Your objective -> Two lines in the listing below mark the span: one contains "panics += 1;" and one contains "fn subscribe(&self, event_type: &str, handler: BusHandler)". Reproduce both of them and everything between, exactly.

· · · · ·

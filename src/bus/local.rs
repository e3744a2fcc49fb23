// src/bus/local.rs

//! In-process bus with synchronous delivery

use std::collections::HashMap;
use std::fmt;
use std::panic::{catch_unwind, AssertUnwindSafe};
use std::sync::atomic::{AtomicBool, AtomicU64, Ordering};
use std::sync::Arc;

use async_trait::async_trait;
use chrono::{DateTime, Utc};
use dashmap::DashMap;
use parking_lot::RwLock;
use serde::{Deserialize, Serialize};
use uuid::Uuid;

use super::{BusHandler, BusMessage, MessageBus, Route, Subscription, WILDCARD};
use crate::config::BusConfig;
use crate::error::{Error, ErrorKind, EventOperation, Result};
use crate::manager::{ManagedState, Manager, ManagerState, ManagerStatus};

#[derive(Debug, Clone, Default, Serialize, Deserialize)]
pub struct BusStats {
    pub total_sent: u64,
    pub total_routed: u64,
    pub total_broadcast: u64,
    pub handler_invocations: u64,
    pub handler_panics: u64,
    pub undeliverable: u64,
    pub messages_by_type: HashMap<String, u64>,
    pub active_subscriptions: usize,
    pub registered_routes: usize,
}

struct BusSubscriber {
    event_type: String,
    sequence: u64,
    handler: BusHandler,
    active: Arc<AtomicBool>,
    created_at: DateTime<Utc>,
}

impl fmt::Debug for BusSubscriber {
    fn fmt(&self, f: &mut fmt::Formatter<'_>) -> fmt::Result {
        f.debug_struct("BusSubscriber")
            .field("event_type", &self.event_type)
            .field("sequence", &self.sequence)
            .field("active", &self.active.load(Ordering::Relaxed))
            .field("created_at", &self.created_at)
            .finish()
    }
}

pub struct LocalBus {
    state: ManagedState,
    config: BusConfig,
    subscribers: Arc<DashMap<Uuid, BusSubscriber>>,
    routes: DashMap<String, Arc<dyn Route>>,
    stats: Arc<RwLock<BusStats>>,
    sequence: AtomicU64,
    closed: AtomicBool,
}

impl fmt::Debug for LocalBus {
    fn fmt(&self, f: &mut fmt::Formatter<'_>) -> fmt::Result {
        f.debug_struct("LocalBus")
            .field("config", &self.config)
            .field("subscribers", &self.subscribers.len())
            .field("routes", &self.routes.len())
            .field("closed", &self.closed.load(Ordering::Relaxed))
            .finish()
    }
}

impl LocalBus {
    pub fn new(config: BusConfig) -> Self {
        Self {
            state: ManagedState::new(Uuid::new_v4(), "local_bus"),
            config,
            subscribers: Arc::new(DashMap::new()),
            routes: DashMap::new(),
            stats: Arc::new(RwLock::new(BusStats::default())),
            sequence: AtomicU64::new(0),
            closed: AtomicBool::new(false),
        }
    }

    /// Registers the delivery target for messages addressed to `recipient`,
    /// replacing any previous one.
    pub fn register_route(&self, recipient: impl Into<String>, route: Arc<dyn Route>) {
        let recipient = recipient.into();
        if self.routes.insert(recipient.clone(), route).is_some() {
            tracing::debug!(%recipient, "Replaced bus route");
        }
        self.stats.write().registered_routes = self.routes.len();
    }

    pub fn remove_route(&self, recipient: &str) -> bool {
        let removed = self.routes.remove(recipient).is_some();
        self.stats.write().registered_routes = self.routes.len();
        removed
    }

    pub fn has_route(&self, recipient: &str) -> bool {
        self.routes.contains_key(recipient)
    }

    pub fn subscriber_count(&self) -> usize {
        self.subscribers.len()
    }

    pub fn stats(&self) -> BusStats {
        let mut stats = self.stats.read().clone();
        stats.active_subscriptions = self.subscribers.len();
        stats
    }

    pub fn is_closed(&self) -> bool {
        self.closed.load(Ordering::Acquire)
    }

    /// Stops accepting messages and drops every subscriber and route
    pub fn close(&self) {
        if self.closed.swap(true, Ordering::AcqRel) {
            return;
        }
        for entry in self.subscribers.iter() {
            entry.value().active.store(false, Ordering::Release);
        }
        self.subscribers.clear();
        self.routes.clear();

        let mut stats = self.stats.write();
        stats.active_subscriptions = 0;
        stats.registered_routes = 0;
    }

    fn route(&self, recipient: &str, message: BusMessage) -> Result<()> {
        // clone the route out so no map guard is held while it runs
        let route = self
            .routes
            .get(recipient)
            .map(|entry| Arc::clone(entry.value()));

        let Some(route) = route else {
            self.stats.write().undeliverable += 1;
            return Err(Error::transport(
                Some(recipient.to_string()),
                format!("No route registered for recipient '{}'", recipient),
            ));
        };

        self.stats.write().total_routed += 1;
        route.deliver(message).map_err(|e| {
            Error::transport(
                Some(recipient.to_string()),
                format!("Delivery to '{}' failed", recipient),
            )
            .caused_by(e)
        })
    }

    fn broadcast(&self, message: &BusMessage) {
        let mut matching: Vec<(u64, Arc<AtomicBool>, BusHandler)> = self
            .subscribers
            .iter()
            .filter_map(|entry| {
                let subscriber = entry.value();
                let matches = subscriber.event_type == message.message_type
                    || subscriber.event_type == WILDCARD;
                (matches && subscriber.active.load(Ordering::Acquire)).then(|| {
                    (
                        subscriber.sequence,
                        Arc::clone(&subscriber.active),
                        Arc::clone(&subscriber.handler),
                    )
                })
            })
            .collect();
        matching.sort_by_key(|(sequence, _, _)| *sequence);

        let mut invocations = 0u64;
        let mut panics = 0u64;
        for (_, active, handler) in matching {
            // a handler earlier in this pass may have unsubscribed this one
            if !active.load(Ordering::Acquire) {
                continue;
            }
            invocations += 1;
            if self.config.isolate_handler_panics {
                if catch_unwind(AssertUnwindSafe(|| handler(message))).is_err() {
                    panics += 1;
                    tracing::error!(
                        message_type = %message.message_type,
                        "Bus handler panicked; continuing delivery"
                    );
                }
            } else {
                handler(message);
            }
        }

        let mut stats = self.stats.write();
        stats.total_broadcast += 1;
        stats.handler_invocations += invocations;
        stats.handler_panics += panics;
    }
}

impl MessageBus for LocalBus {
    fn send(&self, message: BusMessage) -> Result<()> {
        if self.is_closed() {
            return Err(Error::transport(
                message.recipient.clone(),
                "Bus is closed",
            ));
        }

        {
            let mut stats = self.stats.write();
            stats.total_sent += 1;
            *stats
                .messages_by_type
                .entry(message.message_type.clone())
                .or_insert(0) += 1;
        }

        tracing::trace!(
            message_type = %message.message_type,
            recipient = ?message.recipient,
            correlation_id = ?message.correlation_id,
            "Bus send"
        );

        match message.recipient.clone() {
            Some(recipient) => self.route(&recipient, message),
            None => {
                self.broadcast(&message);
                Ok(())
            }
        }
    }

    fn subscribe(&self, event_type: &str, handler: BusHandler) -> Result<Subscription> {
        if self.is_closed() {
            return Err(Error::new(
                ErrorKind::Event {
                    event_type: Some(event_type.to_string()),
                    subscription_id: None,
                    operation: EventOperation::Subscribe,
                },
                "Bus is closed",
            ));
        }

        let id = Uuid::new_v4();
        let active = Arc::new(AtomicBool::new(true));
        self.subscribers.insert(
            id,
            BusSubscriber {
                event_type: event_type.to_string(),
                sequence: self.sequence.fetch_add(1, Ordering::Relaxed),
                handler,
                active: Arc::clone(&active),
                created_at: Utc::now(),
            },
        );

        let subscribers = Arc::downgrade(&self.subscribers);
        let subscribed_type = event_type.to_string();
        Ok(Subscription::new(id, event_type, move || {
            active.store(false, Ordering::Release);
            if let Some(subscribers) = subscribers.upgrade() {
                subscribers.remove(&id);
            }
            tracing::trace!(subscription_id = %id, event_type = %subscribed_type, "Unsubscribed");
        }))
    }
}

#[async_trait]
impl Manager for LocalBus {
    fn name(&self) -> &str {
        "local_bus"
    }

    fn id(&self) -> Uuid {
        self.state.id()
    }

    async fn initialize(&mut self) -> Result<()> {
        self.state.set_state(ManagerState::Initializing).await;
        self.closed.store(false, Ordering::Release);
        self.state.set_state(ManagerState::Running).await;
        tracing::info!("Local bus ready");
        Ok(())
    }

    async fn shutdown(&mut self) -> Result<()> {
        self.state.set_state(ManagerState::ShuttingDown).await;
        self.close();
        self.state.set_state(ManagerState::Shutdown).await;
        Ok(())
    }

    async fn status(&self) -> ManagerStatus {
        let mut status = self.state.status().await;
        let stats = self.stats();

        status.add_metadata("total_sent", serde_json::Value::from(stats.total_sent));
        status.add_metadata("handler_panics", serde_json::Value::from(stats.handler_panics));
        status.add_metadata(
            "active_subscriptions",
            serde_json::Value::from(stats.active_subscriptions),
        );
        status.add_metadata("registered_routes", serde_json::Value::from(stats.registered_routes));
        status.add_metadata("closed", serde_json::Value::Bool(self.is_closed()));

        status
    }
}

· · · · ·

Your response ->
                    panics += 1;
                    tracing::error!(
                        message_type = %message.message_type,
                        "Bus handler panicked; continuing delivery"
                    );
                }
            } else {
                handler(message);
            }
        }

        let mut stats = self.stats.write();
        stats.total_broadcast += 1;
        stats.handler_invocations += invocations;
        stats.handler_panics += panics;
    }
}

impl MessageBus for LocalBus {
    fn send(&self, message: BusMessage) -> Result<()> {
        if self.is_closed() {
            return Err(Error::transport(
                message.recipient.clone(),
                "Bus is closed",
            ));
        }

        {
            let mut stats = self.stats.write();
            stats.total_sent += 1;
            *stats
                .messages_by_type
                .entry(message.message_type.clone())
                .or_insert(0) += 1;
        }

        tracing::trace!(
            message_type = %message.message_type,
            recipient = ?message.recipient,
            correlation_id = ?message.correlation_id,
            "Bus send"
        );

        match message.recipient.clone() {
            Some(recipient) => self.route(&recipient, message),
            None => {
                self.broadcast(&message);
                Ok(())
            }
        }
    }

    fn subscribe(&self, event_type: &str, handler: BusHandler) -> Result<Subscription> {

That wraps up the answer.